Directions for this task
Only certain lines below are wanted: those starting at the line containing "pub struct CommandExecutor<'a>" and ending at the line containing "impl Display for", both included, each retyped exactly.

[Stored data entries]
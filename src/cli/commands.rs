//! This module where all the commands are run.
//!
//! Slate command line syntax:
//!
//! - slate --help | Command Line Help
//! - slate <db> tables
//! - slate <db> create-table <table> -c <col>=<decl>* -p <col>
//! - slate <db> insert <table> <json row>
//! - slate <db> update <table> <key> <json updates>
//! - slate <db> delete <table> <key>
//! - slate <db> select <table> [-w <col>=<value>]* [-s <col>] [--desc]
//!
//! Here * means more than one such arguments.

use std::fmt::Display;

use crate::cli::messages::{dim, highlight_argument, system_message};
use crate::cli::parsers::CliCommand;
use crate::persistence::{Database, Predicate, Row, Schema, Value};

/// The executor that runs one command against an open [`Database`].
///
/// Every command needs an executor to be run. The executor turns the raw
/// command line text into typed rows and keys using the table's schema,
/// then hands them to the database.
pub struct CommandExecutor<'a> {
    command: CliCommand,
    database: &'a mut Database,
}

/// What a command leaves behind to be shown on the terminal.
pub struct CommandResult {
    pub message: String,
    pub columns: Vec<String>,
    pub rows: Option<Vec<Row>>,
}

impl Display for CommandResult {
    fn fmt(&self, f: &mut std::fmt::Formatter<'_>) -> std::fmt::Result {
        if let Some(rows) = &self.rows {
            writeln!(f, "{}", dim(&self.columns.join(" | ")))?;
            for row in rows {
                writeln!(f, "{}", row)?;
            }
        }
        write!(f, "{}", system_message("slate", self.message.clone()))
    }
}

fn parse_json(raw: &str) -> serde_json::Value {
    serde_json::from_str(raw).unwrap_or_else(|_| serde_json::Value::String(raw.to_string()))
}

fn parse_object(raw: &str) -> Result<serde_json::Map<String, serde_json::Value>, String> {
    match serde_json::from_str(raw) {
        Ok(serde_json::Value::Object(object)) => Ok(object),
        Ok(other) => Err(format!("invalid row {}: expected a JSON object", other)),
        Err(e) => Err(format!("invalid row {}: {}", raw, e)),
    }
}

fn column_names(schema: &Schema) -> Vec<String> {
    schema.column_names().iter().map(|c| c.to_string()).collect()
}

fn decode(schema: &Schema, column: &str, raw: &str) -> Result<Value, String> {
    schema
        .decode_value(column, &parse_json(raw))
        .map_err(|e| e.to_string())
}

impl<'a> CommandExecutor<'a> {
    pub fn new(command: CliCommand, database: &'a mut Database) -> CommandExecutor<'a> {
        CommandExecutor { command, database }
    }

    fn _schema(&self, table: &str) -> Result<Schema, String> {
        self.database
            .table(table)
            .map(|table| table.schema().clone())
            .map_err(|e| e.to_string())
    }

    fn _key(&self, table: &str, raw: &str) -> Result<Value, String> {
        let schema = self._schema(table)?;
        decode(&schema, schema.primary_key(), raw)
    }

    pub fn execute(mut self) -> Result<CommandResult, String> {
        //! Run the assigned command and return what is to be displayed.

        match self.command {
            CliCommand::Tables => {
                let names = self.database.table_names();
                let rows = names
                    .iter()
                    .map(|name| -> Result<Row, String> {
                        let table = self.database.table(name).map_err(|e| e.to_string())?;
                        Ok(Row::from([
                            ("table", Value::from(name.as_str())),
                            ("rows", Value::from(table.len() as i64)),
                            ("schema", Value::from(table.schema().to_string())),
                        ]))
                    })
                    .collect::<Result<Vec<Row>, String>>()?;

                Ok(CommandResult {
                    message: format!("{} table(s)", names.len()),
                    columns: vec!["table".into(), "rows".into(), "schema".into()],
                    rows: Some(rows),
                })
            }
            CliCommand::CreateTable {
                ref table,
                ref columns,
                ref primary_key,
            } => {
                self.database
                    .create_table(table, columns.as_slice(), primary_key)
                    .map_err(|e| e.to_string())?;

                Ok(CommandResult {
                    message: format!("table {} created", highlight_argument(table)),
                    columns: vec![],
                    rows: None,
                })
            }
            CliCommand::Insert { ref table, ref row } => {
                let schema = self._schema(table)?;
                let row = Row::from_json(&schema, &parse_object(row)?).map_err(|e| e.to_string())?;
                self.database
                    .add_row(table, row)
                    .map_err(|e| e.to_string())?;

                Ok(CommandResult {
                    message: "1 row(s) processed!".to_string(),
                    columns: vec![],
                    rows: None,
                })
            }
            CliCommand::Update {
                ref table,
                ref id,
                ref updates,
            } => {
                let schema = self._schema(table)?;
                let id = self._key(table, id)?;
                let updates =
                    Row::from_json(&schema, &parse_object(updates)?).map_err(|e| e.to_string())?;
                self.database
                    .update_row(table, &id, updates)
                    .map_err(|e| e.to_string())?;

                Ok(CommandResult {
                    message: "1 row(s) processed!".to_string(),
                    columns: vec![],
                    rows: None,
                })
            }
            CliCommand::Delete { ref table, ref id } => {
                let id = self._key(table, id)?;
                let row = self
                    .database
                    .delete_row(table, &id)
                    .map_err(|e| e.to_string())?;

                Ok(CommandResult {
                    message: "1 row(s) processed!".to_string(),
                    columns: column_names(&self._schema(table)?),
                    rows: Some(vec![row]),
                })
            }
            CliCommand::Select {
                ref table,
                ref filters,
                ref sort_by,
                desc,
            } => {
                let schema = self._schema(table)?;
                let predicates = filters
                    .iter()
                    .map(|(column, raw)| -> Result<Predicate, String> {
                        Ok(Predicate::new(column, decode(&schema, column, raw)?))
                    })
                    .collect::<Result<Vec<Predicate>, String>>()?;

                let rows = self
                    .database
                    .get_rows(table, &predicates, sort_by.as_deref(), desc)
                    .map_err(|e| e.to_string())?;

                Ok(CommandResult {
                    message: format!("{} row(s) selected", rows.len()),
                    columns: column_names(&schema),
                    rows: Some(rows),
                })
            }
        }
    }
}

Solution to this problem
pub struct CommandExecutor<'a> {
    command: CliCommand,
    database: &'a mut Database,
}

/// What a command leaves behind to be shown on the terminal.
pub struct CommandResult {
    pub message: String,
    pub columns: Vec<String>,
    pub rows: Option<Vec<Row>>,
}

impl Display for CommandResult {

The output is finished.